━━━━━ Records to use

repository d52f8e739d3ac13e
use axum::{routing::get, Json, Router};
use serde::Serialize;
use std::sync::Arc;

use crate::ApiState;

#[derive(Serialize)]
struct HealthResponse {
    status: String,
}

#[derive(Serialize)]
struct VersionResponse {
    version: String,
}

async fn health_check() -> Json<HealthResponse> {
    Json(HealthResponse {
        status: "ok".to_string(),
    })
}

async fn version() -> Json<VersionResponse> {
    Json(VersionResponse {
        version: env!("CARGO_PKG_VERSION").to_string(),
    })
}

pub fn routes() -> Router<Arc<ApiState>> {
    Router::new()
        .route("/health", get(health_check))
        .route("/version", get(version))
}
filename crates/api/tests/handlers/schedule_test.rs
use chrono::NaiveDate;
use dutyroster_api::middleware::error_handling::AppError;
use dutyroster_core::{
    errors::DutyError,
    models::schedule::{capacity_for_location, location_for_date},
    rules,
};
use dutyroster_db::models::{DbSchedule, NewSchedule};
use mockall::predicate;
use pretty_assertions::assert_eq;
use uuid::Uuid;

use crate::test_utils::{sample_booking_detail, sample_schedule, test_date, TestContext};

/// Mirrors create_schedule: date and capacity checks, capacity defaulted
/// from the location roster.
async fn create_schedule_wrapper(
    ctx: &mut TestContext,
    date: NaiveDate,
    location: String,
    max_students: Option<i32>,
    today: NaiveDate,
) -> Result<DbSchedule, AppError> {
    rules::validate_schedule_date(date, today)?;

    let max_students = max_students.unwrap_or_else(|| capacity_for_location(&location));
    rules::validate_capacity(max_students)?;

    let schedule = ctx
        .schedule_repo
        .create_schedule(NewSchedule {
            date,
            description: None,
            location,
            shift_start: chrono::NaiveTime::from_hms_opt(8, 0, 0).unwrap(),
            shift_end: chrono::NaiveTime::from_hms_opt(20, 0, 0).unwrap(),
            max_students,
            created_by: None,
        })
        .await?;

    Ok(schedule)
}

/// Mirrors get_schedule: join the schedule with its bookings.
async fn get_schedule_wrapper(
    ctx: &mut TestContext,
    id: Uuid,
) -> Result<(DbSchedule, usize), AppError> {
    let schedule = ctx
        .schedule_repo
        .get_schedule_by_id(id)
        .await?
        .ok_or_else(|| AppError(DutyError::NotFound(format!("Schedule with ID {id} not found"))))?;

    let bookings = ctx.booking_repo.list_bookings_for_schedule(id).await?;

    Ok((schedule, bookings.len()))
}

#[tokio::test]
async fn test_create_schedule_defaults_capacity_from_roster() {
    let mut ctx = TestContext::new();
    let today = test_date(2025, 3, 10);
    let date = test_date(2025, 3, 12);

    ctx.schedule_repo
        .expect_create_schedule()
        .withf(|s| s.location == "ISPH - Gab. Silang" && s.max_students == 2)
        .returning(|s| {
            let mut created = sample_schedule(Uuid::new_v4(), s.date, s.max_students);
            created.location = s.location;
            Ok(created)
        });

    let schedule = create_schedule_wrapper(
        &mut ctx,
        date,
        "ISPH - Gab. Silang".to_string(),
        None,
        today,
    )
    .await
    .expect("creation should succeed");

    assert_eq!(schedule.max_students, 2);
}

#[tokio::test]
async fn test_create_schedule_rejects_past_date() {
    let mut ctx = TestContext::new();
    let today = test_date(2025, 3, 10);

    let result = create_schedule_wrapper(
        &mut ctx,
        test_date(2025, 3, 9),
        "RHU - Bantay".to_string(),
        Some(4),
        today,
    )
    .await;

    match result {
        Err(AppError(DutyError::Validation(msg))) => {
            assert_eq!(msg, "Cannot create schedule for past dates");
        }
        other => panic!("expected validation error, got {other:?}"),
    }
}

#[tokio::test]
async fn test_create_schedule_rejects_zero_capacity() {
    let mut ctx = TestContext::new();
    let today = test_date(2025, 3, 10);

    let result = create_schedule_wrapper(
        &mut ctx,
        test_date(2025, 3, 12),
        "RHU - Bantay".to_string(),
        Some(0),
        today,
    )
    .await;

    assert!(matches!(result, Err(AppError(DutyError::Validation(_)))));
}

#[tokio::test]
async fn test_get_schedule_with_bookings() {
    let mut ctx = TestContext::new();
    let schedule_id = Uuid::new_v4();
    let date = test_date(2025, 3, 12);

    ctx.schedule_repo
        .expect_get_schedule_by_id()
        .with(predicate::eq(schedule_id))
        .returning(move |id| Ok(Some(sample_schedule(id, date, 4))));
    ctx.booking_repo
        .expect_list_bookings_for_schedule()
        .returning(move |sid| {
            Ok(vec![
                sample_booking_detail(sid, Uuid::new_v4(), date, "booked"),
                sample_booking_detail(sid, Uuid::new_v4(), date, "approved"),
            ])
        });

    let (schedule, booking_count) = get_schedule_wrapper(&mut ctx, schedule_id)
        .await
        .expect("lookup should succeed");

    assert_eq!(schedule.id, schedule_id);
    assert_eq!(booking_count, 2);
}

#[tokio::test]
async fn test_get_schedule_not_found() {
    let mut ctx = TestContext::new();

    ctx.schedule_repo
        .expect_get_schedule_by_id()
        .returning(|_| Ok(None));

    let result = get_schedule_wrapper(&mut ctx, Uuid::new_v4()).await;

    assert!(matches!(result, Err(AppError(DutyError::NotFound(_)))));
}

#[tokio::test]
async fn test_bulk_generation_plan_counts_and_sites() {
    // The bulk handler expands the range, then assigns the month's roster
    // site to every date. Two full March weeks of weekdays is ten duties.
    let start = test_date(2025, 3, 10);
    let end = test_date(2025, 3, 21);

    let dates = rules::expand_date_range(start, end, rules::DEFAULT_DUTY_DAYS);
    assert_eq!(dates.len(), 10);

    let site = location_for_date(start);
    assert!(dates.iter().all(|d| location_for_date(*d).name == site.name));
}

━━━━━━━━━━

-- Aim of the exercise --
Above are some records. Report the number of their lines that include "Silang", and add nothing else.

-- Task result --
2